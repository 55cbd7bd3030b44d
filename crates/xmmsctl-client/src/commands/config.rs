//! Configuration commands.

use std::io::Write;

use crate::config::ClientConfig;
use crate::error::{ClientError, ClientResult};

/// Dump the current configuration.
pub fn dump(config: &ClientConfig, out: &mut impl Write) -> ClientResult<()> {
    let toml_str = toml::to_string_pretty(config)
        .map_err(|e| ClientError::Config(format!("failed to serialize config: {}", e)))?;
    writeln!(out, "# config.toml ({})", ClientConfig::default_path().display())?;
    writeln!(out, "{}", toml_str)?;

    Ok(())
}

/// Validate the configuration.
pub fn validate(config: &ClientConfig, out: &mut impl Write) -> ClientResult<()> {
    config.validate().map_err(ClientError::Config)?;
    writeln!(out, "Configuration is valid.")?;
    Ok(())
}

/// Show the configuration file path.
pub fn path(out: &mut impl Write) -> ClientResult<()> {
    writeln!(out, "config: {}", ClientConfig::default_path().display())?;
    Ok(())
}
//! Player status.

use std::io::Write;

use serde::Serialize;
use xmmsctl_core::PlaylistEntry;
use xmmsctl_remote::{Remote, StreamInfo};

use super::interface::on_off;
use super::player::state;
use crate::error::ClientResult;

/// Snapshot of the daemon's state.
#[derive(Debug, Clone, Serialize)]
pub struct Status {
    pub version: i32,
    pub state: &'static str,
    pub position: usize,
    pub playlist_len: usize,
    pub current: Option<PlaylistEntry>,
    pub output_time_ms: i32,
    pub volume: i32,
    pub balance: i32,
    pub repeat: bool,
    pub shuffle: bool,
    pub stream: StreamInfo,
}

impl Status {
    /// Queries everything from the daemon.
    pub fn fetch(remote: &impl Remote) -> ClientResult<Self> {
        let playlist_len = remote.playlist_len()?;
        let position = remote.position()?;
        let current = if position < playlist_len {
            Some(remote.entry(position)?)
        } else {
            None
        };

        Ok(Self {
            version: remote.version()?,
            state: state(remote)?,
            position,
            playlist_len,
            current,
            output_time_ms: remote.output_time()?,
            volume: remote.main_volume()?,
            balance: remote.balance()?,
            repeat: remote.is_repeat()?,
            shuffle: remote.is_shuffle()?,
            stream: remote.info()?,
        })
    }
}

/// Prints the status as text or JSON.
pub fn status(remote: &impl Remote, json: bool, out: &mut impl Write) -> ClientResult<()> {
    let status = Status::fetch(remote)?;
    if json {
        serde_json::to_writer_pretty(&mut *out, &status)?;
        writeln!(out)?;
        return Ok(());
    }

    writeln!(out, "XMMS version {:#x}, {}", status.version, status.state)?;
    match &status.current {
        Some(entry) => writeln!(
            out,
            "{}/{}: {} ({}/{} ms)",
            status.position + 1,
            status.playlist_len,
            entry.title,
            status.output_time_ms,
            entry.duration_ms
        )?,
        None => writeln!(out, "playlist empty")?,
    }
    writeln!(
        out,
        "volume {}, balance {}, repeat {}, shuffle {}",
        status.volume,
        status.balance,
        on_off(status.repeat),
        on_off(status.shuffle)
    )?;
    writeln!(
        out,
        "{} kbps, {} Hz, {} channel(s)",
        status.stream.bitrate / 1000,
        status.stream.frequency,
        status.stream.channels
    )?;
    Ok(())
}
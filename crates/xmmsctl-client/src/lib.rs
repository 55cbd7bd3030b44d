//! CLI, configuration, playlist export and equalizer commands
//!
//! This crate provides the `xmmsctl` command-line interface.

pub mod cli;
pub mod commands;
pub mod config;
pub mod error;
pub mod output;
pub mod session;

pub use cli::Cli;
pub use error::{ClientError, ClientResult};
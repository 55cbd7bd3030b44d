//! Transport commands.

use std::io::Write;

use tracing::debug;
use xmmsctl_remote::Remote;

use crate::error::ClientResult;

/// A transport action.
#[derive(Debug, Clone, Copy, PartialEq, Eq)]
pub enum Transport {
    Play,
    Pause,
    PlayPause,
    Stop,
    Next,
    Prev,
    Eject,
    Quit,
}

/// Sends `action` to the daemon.
///
/// Actions that change playback state report the resulting state.
pub fn transport(
    remote: &mut impl Remote,
    action: Transport,
    out: &mut impl Write,
) -> ClientResult<()> {
    debug!(?action, "transport");
    match action {
        Transport::Play => remote.play()?,
        Transport::Pause => remote.pause()?,
        Transport::PlayPause => remote.play_pause()?,
        Transport::Stop => remote.stop()?,
        Transport::Next => remote.next()?,
        Transport::Prev => remote.prev()?,
        Transport::Eject => return Ok(remote.eject()?),
        Transport::Quit => return Ok(remote.quit()?),
    }
    writeln!(out, "{}", state(remote)?)?;
    Ok(())
}

/// One word describing what the player is doing.
pub fn state(remote: &impl Remote) -> ClientResult<&'static str> {
    Ok(if remote.is_paused()? {
        "paused"
    } else if remote.is_playing()? {
        "playing"
    } else {
        "stopped"
    })
}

About this exercise: Exactly reproduce every record.

Response area:
repository 55cbd7bd3030b44d
filename crates/xmmsctl-client/src/commands/config.rs
//! Configuration commands.

use std::io::Write;

use crate::config::ClientConfig;
use crate::error::{ClientError, ClientResult};

/// Dump the current configuration.
pub fn dump(config: &ClientConfig, out: &mut impl Write) -> ClientResult<()> {
    let toml_str = toml::to_string_pretty(config)
        .map_err(|e| ClientError::Config(format!("failed to serialize config: {}", e)))?;
    writeln!(out, "# config.toml ({})", ClientConfig::default_path().display())?;
    writeln!(out, "{}", toml_str)?;

    Ok(())
}

/// Validate the configuration.
pub fn validate(config: &ClientConfig, out: &mut impl Write) -> ClientResult<()> {
    config.validate().map_err(ClientError::Config)?;
    writeln!(out, "Configuration is valid.")?;
    Ok(())
}

/// Show the configuration file path.
pub fn path(out: &mut impl Write) -> ClientResult<()> {
    writeln!(out, "config: {}", ClientConfig::default_path().display())?;
    Ok(())
}
//! Player status.

use std::io::Write;

use serde::Serialize;
use xmmsctl_core::PlaylistEntry;
use xmmsctl_remote::{Remote, StreamInfo};

use super::interface::on_off;
use super::player::state;
use crate::error::ClientResult;

/// Snapshot of the daemon's state.
#[derive(Debug, Clone, Serialize)]
pub struct Status {
    pub version: i32,
    pub state: &'static str,
    pub position: usize,
    pub playlist_len: usize,
    pub current: Option<PlaylistEntry>,
    pub output_time_ms: i32,
    pub volume: i32,
    pub balance: i32,
    pub repeat: bool,
    pub shuffle: bool,
    pub stream: StreamInfo,
}

impl Status {
    /// Queries everything from the daemon.
    pub fn fetch(remote: &impl Remote) -> ClientResult<Self> {
        let playlist_len = remote.playlist_len()?;
        let position = remote.position()?;
        let current = if position < playlist_len {
            Some(remote.entry(position)?)
        } else {
            None
        };

        Ok(Self {
            version: remote.version()?,
            state: state(remote)?,
            position,
            playlist_len,
            current,
            output_time_ms: remote.output_time()?,
            volume: remote.main_volume()?,
            balance: remote.balance()?,
            repeat: remote.is_repeat()?,
            shuffle: remote.is_shuffle()?,
            stream: remote.info()?,
        })
    }
}

/// Prints the status as text or JSON.
pub fn status(remote: &impl Remote, json: bool, out: &mut impl Write) -> ClientResult<()> {
    let status = Status::fetch(remote)?;
    if json {
        serde_json::to_writer_pretty(&mut *out, &status)?;
        writeln!(out)?;
        return Ok(());
    }

    writeln!(out, "XMMS version {:#x}, {}", status.version, status.state)?;
    match &status.current {
        Some(entry) => writeln!(
            out,
            "{}/{}: {} ({}/{} ms)",
            status.position + 1,
            status.playlist_len,
            entry.title,
            status.output_time_ms,
            entry.duration_ms
        )?,
        None => writeln!(out, "playlist empty")?,
    }
    writeln!(
        out,
        "volume {}, balance {}, repeat {}, shuffle {}",
        status.volume,
        status.balance,
        on_off(status.repeat),
        on_off(status.shuffle)
    )?;
    writeln!(
        out,
        "{} kbps, {} Hz, {} channel(s)",
        status.stream.bitrate / 1000,
        status.stream.frequency,
        status.stream.channels
    )?;
    Ok(())
}
filename crates/xmmsctl-client/src/lib.rs
repository 55cbd7bd3030b44d
//! CLI, configuration, playlist export and equalizer commands
//!
//! This crate provides the `xmmsctl` command-line interface.

pub mod cli;
pub mod commands;
pub mod config;
pub mod error;
pub mod output;
pub mod session;

pub use cli::Cli;
pub use error::{ClientError, ClientResult};
repository 55cbd7bd3030b44d
//! Transport commands.

use std::io::Write;

use tracing::debug;
use xmmsctl_remote::Remote;

use crate::error::ClientResult;

/// A transport action.
#[derive(Debug, Clone, Copy, PartialEq, Eq)]
pub enum Transport {
    Play,
    Pause,
    PlayPause,
    Stop,
    Next,
    Prev,
    Eject,
    Quit,
}

/// Sends `action` to the daemon.
///
/// Actions that change playback state report the resulting state.
pub fn transport(
    remote: &mut impl Remote,
    action: Transport,
    out: &mut impl Write,
) -> ClientResult<()> {
    debug!(?action, "transport");
    match action {
        Transport::Play => remote.play()?,
        Transport::Pause => remote.pause()?,
        Transport::PlayPause => remote.play_pause()?,
        Transport::Stop => remote.stop()?,
        Transport::Next => remote.next()?,
        Transport::Prev => remote.prev()?,
        Transport::Eject => return Ok(remote.eject()?),
        Transport::Quit => return Ok(remote.quit()?),
    }
    writeln!(out, "{}", state(remote)?)?;
    Ok(())
}

/// One word describing what the player is doing.
pub fn state(remote: &impl Remote) -> ClientResult<&'static str> {
    Ok(if remote.is_paused()? {
        "paused"
    } else if remote.is_playing()? {
        "playing"
    } else {
        "stopped"
    })
}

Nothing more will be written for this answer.